About Emin Altiparmak
Emin is Allens' Funds Sector Leader and a partner in the Corporate/M&A group. He is a strategic M&A adviser to core & core plus infrastructure investors, private equity & other financial sponsors and healthcare clients. Emin specialises in public M&A such as takeover bids and schemes of arrangement, private M&A including competitive sale processes, joint ventures and consortium arrangements. He is highly experienced in foreign investment (FIRB) and warranty & indemnity (W&I) insurance matters.
Emin's recent private equity M&A experience includes advising:
- KKR-led consortium on their proposed take-private of Ramsay Health Care
- BGH Capital on its proposed take-private of Virtus Health
- Blackstone and Greg O'Neill on their proposed exit of La Trobe Financial to Brookfield
- Livingbridge on its acquisition of Waste Services Group from The Riverside Company
- Livingbridge on its acquisition of Everlight Radiology from Intermediate Capital Group, following a competitive sale process.

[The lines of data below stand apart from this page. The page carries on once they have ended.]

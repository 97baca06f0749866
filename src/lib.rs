// src/lib.rs
//! Haggis Gizmos
//!
//! Wireframe debug gizmos for 2D and 3D viewports. Each helper tessellates a
//! shape (point, arrow, circle, capsule, sphere, plane, triangle, mesh,
//! marker) into line segments and forwards them to a [`LineSink`] supplied by
//! the host renderer.

pub mod color;
pub mod error;
pub mod geometry;
pub mod gizmos;
pub mod math;
pub mod options;
pub mod prelude;
pub mod sink;

// Re-export main types for convenience
pub use color::Color;
pub use error::{DrawError, Result};
pub use options::DrawOptions;
pub use sink::{LineSink, Ray, Segment};
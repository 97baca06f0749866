//! # Gizmo System
//!
//! Retained gizmos on top of the immediate-mode [`geometry`](crate::geometry)
//! functions. A gizmo keeps its parameters and redraws itself each frame;
//! the [`GizmoManager`] owns a set of them and draws them in priority order.
//!
//! ## Key Components
//!
//! - [`Gizmo`] - Base trait for all gizmo implementations
//! - [`GizmoManager`] - Manages multiple gizmo instances
//! - [`ArrowGizmo`] - Draws one configurable arrow every frame
//!
//! ## Usage
//!
//! ```rust
//! use haggis_gizmos::prelude::*;
//!
//! let mut gizmo_manager = GizmoManager::new();
//! gizmo_manager.add_gizmo("heading", Box::new(ArrowGizmo::new().with_scale(2.0)));
//!
//! // Once per frame
//! let mut lines = LineBuffer::new();
//! gizmo_manager.draw_frame(&mut lines);
//! assert_eq!(lines.line_count(), 105);
//! ```

pub mod arrow_gizmo;
pub mod manager;
pub mod traits;

// Re-export main types
pub use arrow_gizmo::ArrowGizmo;
pub use manager::GizmoManager;
pub use traits::Gizmo;
//! # Gizmo Traits
//!
//! This module defines the trait that retained gizmos implement to be
//! redrawn every frame by the [`GizmoManager`](super::GizmoManager).

use crate::error::Result;
use crate::sink::LineSink;

/// A gizmo that knows how to draw itself once per frame.
///
/// The geometry functions in [`crate::geometry`] are immediate mode: they
/// draw once and forget. A `Gizmo` keeps the parameters between frames and
/// issues those calls again on every [`draw`](Gizmo::draw).
///
/// ## Examples
///
/// ```rust
/// use haggis_gizmos::prelude::*;
///
/// struct OriginMarker {
///     enabled: bool,
/// }
///
/// impl Gizmo for OriginMarker {
///     fn draw(&self, sink: &mut dyn LineSink) -> haggis_gizmos::Result<()> {
///         marker(sink, Point3::new(0.0, 0.0, 0.0), 1.0, Color::WHITE, DrawOptions::default());
///         Ok(())
///     }
///
///     fn name(&self) -> &str { "Origin Marker" }
///     fn is_enabled(&self) -> bool { self.enabled }
///     fn set_enabled(&mut self, enabled: bool) { self.enabled = enabled; }
/// }
/// ```
pub trait Gizmo {
    /// Draw the gizmo for the current frame.
    ///
    /// # Errors
    ///
    /// Whatever the underlying geometry call rejects, typically
    /// [`DrawError::DegenerateInput`](crate::DrawError::DegenerateInput).
    fn draw(&self, sink: &mut dyn LineSink) -> Result<()>;

    /// Name used for logging and debugging.
    fn name(&self) -> &str;

    /// Check if the gizmo is currently enabled.
    fn is_enabled(&self) -> bool;

    /// Set the enabled state of the gizmo.
    fn set_enabled(&mut self, enabled: bool);

    /// Gizmos with higher priority values are drawn later (on top).
    /// Default priority is 0.
    fn priority(&self) -> i32 {
        0
    }
}
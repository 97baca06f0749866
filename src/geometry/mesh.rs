//! # Triangle and Mesh Wireframes

use crate::color::Color;
use crate::error::{DrawError, Result};
use crate::math::transform::{apply, Transform};
use crate::options::DrawOptions;
use crate::sink::{LineSink, Segment};
use cgmath::Point3;

/// Indexed triangle geometry drawn by [`mesh`].
#[derive(Debug, Clone, Default, PartialEq)]
pub struct WireMesh {
    /// Vertex positions in local space
    pub vertices: Vec<Point3<f32>>,
    /// Triangle indices, three per triangle
    pub indices: Vec<u32>,
}

impl WireMesh {
    pub fn new(vertices: Vec<Point3<f32>>, indices: Vec<u32>) -> Self {
        Self { vertices, indices }
    }

    /// Build from raw `[x, y, z]` positions, the layout GPU vertex data uses.
    pub fn from_positions(positions: &[[f32; 3]], indices: Vec<u32>) -> Self {
        Self {
            vertices: positions.iter().copied().map(Point3::from).collect(),
            indices,
        }
    }

    /// Get the number of vertices in this mesh
    pub fn vertex_count(&self) -> usize {
        self.vertices.len()
    }

    /// Get the number of complete triangles in this mesh
    pub fn triangle_count(&self) -> usize {
        self.indices.len() / 3
    }

    /// Check that the index buffer describes whole triangles over existing vertices.
    pub fn validate(&self) -> Result<()> {
        if self.indices.len() % 3 != 0 {
            return Err(DrawError::IncompleteTriangle {
                index_count: self.indices.len(),
            });
        }
        match self.indices.iter().find(|&&i| i as usize >= self.vertices.len()) {
            Some(&index) => Err(DrawError::IndexOutOfRange {
                index,
                vertex_count: self.vertices.len(),
            }),
            None => Ok(()),
        }
    }

    fn vertex(&self, index: u32) -> Result<Point3<f32>> {
        self.vertices
            .get(index as usize)
            .copied()
            .ok_or(DrawError::IndexOutOfRange {
                index,
                vertex_count: self.vertices.len(),
            })
    }
}

/// The closed outline `a → b → c → a`, drawn for a single frame with depth testing.
pub fn triangle<S: LineSink + ?Sized>(
    sink: &mut S,
    a: Point3<f32>,
    b: Point3<f32>,
    c: Point3<f32>,
    color: Color,
) {
    let options = DrawOptions::default();
    sink.draw_segment(Segment::new(a, b, color, options));
    sink.draw_segment(Segment::new(b, c, color, options));
    sink.draw_segment(Segment::new(c, a, color, options));
}

/// [`triangle`] with each vertex mapped from local to world space first.
pub fn triangle_transformed<S: LineSink + ?Sized>(
    sink: &mut S,
    a: Point3<f32>,
    b: Point3<f32>,
    c: Point3<f32>,
    color: Color,
    transform: &Transform,
) {
    let matrix = transform.matrix();
    triangle(
        sink,
        apply(&matrix, a),
        apply(&matrix, b),
        apply(&matrix, c),
        color,
    );
}

/// World-space triangles of `mesh`, produced lazily, one per three indices.
///
/// A trailing partial triangle is skipped; use [`WireMesh::validate`] to
/// reject it. An index past the vertex buffer yields an error item.
pub fn mesh_triangles<'a>(
    mesh: &'a WireMesh,
    transform: &Transform,
) -> impl Iterator<Item = Result<[Point3<f32>; 3]>> + 'a {
    let matrix = transform.matrix();
    mesh.indices.chunks_exact(3).map(move |tri| -> Result<[Point3<f32>; 3]> {
        Ok([
            apply(&matrix, mesh.vertex(tri[0])?),
            apply(&matrix, mesh.vertex(tri[1])?),
            apply(&matrix, mesh.vertex(tri[2])?),
        ])
    })
}

/// Every triangle of `mesh` as a wireframe, placed by `transform`.
///
/// The mesh is validated before anything is drawn, so a bad index buffer
/// produces no partial output.
///
/// # Errors
///
/// [`DrawError::IncompleteTriangle`] or [`DrawError::IndexOutOfRange`] for a
/// malformed index buffer.
pub fn mesh<S: LineSink + ?Sized>(
    sink: &mut S,
    mesh: &WireMesh,
    color: Color,
    transform: &Transform,
) -> Result<()> {
    if let Err(err) = mesh.validate() {
        log::debug!("mesh: rejecting index buffer: {}", err);
        return Err(err);
    }
    for tri in mesh_triangles(mesh, transform) {
        let [a, b, c] = tri?;
        triangle(sink, a, b, c, color);
    }
    Ok(())
}

#[cfg(test)]
mod tests {
    use super::*;
    use crate::math::tests::assert_point_near;
    use crate::sink::SegmentRecorder;
    use cgmath::{Deg, Vector3};

    fn quad() -> WireMesh {
        WireMesh::from_positions(
            &[[0.0, 0.0, 0.0], [1.0, 0.0, 0.0], [1.0, 1.0, 0.0], [0.0, 1.0, 0.0]],
            vec![0, 1, 2, 2, 3, 0],
        )
    }

    #[test]
    fn test_triangle_path() {
        let mut recorder = SegmentRecorder::new();
        let a = Point3::new(0.0, 0.0, 0.0);
        let b = Point3::new(1.0, 0.0, 0.0);
        let c = Point3::new(0.0, 1.0, 0.0);
        triangle(&mut recorder, a, b, c, Color::RED);

        let s = recorder.segments();
        assert_eq!(s.len(), 3);
        assert_eq!((s[0].start, s[0].end), (a, b));
        assert_eq!((s[1].start, s[1].end), (b, c));
        assert_eq!((s[2].start, s[2].end), (c, a));
        assert!(s.iter().all(|seg| seg.options == DrawOptions::default()));
    }

    #[test]
    fn test_triangle_transformed() {
        let mut recorder = SegmentRecorder::new();
        let transform = Transform::from_translation(Vector3::new(0.0, 0.0, 5.0))
            .with_scale(2.0);
        triangle_transformed(
            &mut recorder,
            Point3::new(0.0, 0.0, 0.0),
            Point3::new(1.0, 0.0, 0.0),
            Point3::new(0.0, 1.0, 0.0),
            Color::RED,
            &transform,
        );

        let s = recorder.segments();
        assert_point_near(s[0].start, Point3::new(0.0, 0.0, 5.0));
        assert_point_near(s[1].start, Point3::new(2.0, 0.0, 5.0));
        assert_point_near(s[2].start, Point3::new(0.0, 2.0, 5.0));
    }

    #[test]
    fn test_triangle_transformed_scales_then_rotates_then_translates() {
        let mut recorder = SegmentRecorder::new();
        let transform = Transform::from_translation(Vector3::new(0.0, 0.0, 5.0))
            .with_rotation_y(Deg(90.0))
            .with_scale(2.0);
        triangle_transformed(
            &mut recorder,
            Point3::new(0.0, 0.0, 0.0),
            Point3::new(1.0, 0.0, 0.0),
            Point3::new(0.0, 1.0, 0.0),
            Color::RED,
            &transform,
        );

        // +X scaled to 2 turns onto -Z about +Y before the offset is added
        let s = recorder.segments();
        assert_point_near(s[0].start, Point3::new(0.0, 0.0, 5.0));
        assert_point_near(s[1].start, Point3::new(0.0, 0.0, 3.0));
        assert_point_near(s[2].start, Point3::new(0.0, 2.0, 5.0));
        assert_point_near(s[2].end, s[0].start);
    }

    #[test]
    fn test_mesh_draws_each_triangle() {
        let mut recorder = SegmentRecorder::new();
        let shape = quad();
        assert_eq!(shape.triangle_count(), 2);
        mesh(&mut recorder, &shape, Color::GRAY, &Transform::default()).unwrap();

        let s = recorder.segments();
        assert_eq!(s.len(), 6);
        assert_eq!(s[3].start, Point3::new(1.0, 1.0, 0.0));
        assert_eq!(s[5].end, Point3::new(1.0, 1.0, 0.0));
    }

    #[test]
    fn test_mesh_triangles_is_lazy_and_transformed() {
        let shape = quad();
        let transform = Transform::from_translation(Vector3::new(0.0, 3.0, 0.0));
        let mut triangles = mesh_triangles(&shape, &transform);

        let first = triangles.next().unwrap().unwrap();
        assert_point_near(first[2], Point3::new(1.0, 4.0, 0.0));
        assert!(triangles.next().is_some());
        assert!(triangles.next().is_none());
    }

    #[test]
    fn test_mesh_rejects_bad_indices() {
        let mut recorder = SegmentRecorder::new();
        let mut broken = quad();
        broken.indices.push(1);
        assert_eq!(
            mesh(&mut recorder, &broken, Color::GRAY, &Transform::default()),
            Err(DrawError::IncompleteTriangle { index_count: 7 })
        );

        let mut broken = quad();
        broken.indices[4] = 9;
        assert_eq!(
            mesh(&mut recorder, &broken, Color::GRAY, &Transform::default()),
            Err(DrawError::IndexOutOfRange {
                index: 9,
                vertex_count: 4
            })
        );
        // Nothing is drawn for a rejected mesh
        assert!(recorder.is_empty());

        // The lazy iterator reports the bad triangle in place
        let results: Vec<_> = mesh_triangles(&broken, &Transform::default()).collect();
        assert!(results[0].is_ok());
        assert!(results[1].is_err());
    }
}
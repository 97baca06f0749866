//! # Haggis Gizmos Prelude
//!
//! Commonly used types, traits and drawing functions in one import.
//!
//! ## Usage
//!
//! ```rust
//! use haggis_gizmos::prelude::*;
//!
//! fn draw_debug(sink: &mut dyn LineSink) -> haggis_gizmos::Result<()> {
//!     let options = DrawOptions::default();
//!     point(sink, Point3::new(0.0, 1.0, 0.0), 0.25, Color::YELLOW, options);
//!     let origin = Point3::new(0.0, 0.0, 0.0);
//!     arrow(sink, origin, Vector3::unit_x(), 2.0, Color::RED, false, options)?;
//!     plane(sink, origin, Vector3::unit_y(), 1.0, Color::GRAY, options)?;
//!     Ok(())
//! }
//!
//! let mut recorder = SegmentRecorder::new();
//! draw_debug(&mut recorder).unwrap();
//! ```

// Re-export core value types
pub use crate::color::{random_color, random_color_with_alpha, Color};
pub use crate::error::DrawError;
pub use crate::math::Transform;
pub use crate::options::DrawOptions;

// Re-export sinks
pub use crate::sink::{LineBuffer, LineSink, LineVertex, Ray, Segment, SegmentRecorder};

// Re-export drawing functions
pub use crate::geometry::{
    arrow, arrow_2d, capsule, capsule_2d, circle_2d, marker, mesh, mesh_triangles, plane, point,
    point_2d, sphere, triangle, triangle_transformed, vector, WireMesh,
};

// Re-export retained gizmos
pub use crate::gizmos::{ArrowGizmo, Gizmo, GizmoManager};

// Re-export common external dependencies
pub use cgmath::{InnerSpace, Point2, Point3, Vector2, Vector3};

- BGH Capital on its acquisition of Healius' medical centres and dental clinics businesses, following a competitive sales process.
- KKR on its acquisition of Arnott's and certain other international operations from Campbell Soup Company, following a competitive sale process.
- KKR and its portfolio company Australian Venue Co. on AVC's Queensland hotels joint venture with Coles Group, as well as numerous other bolt-on acquisitions including the Keystone Group, Publican Group and Beer DeLuxe.
- Future Fund on numerous private equity co-investment transactions across various jurisdictions.
Emin's recent core and core plus infrastructure M&A experience includes advising:
- Morrison & Co and Brookfield on their proposed take-private of Uniti Group
- Morrison & Co and consortium comprising Future Fund, Commonwealth Super Corporation and Sunsuper on the consortium's acquisition of a 49% interest in Telstra's InfraCo Towers.
- Morgan Stanley Infrastructure Partners on its exit from PEXA via an IPO following a competitive dual track process.
- Morgan Stanley Infrastructure Partners on its acquisition, alongside Link Group and Commonwealth Bank of Australia, of PEXA following a competitive dual track process.
- Macquarie Capital on its investment into Quadrant Energy, syndication of interests to Wesfarmers and AMB Holdings, and exit to Santos.
- Future Fund on its exit from DP World Australia.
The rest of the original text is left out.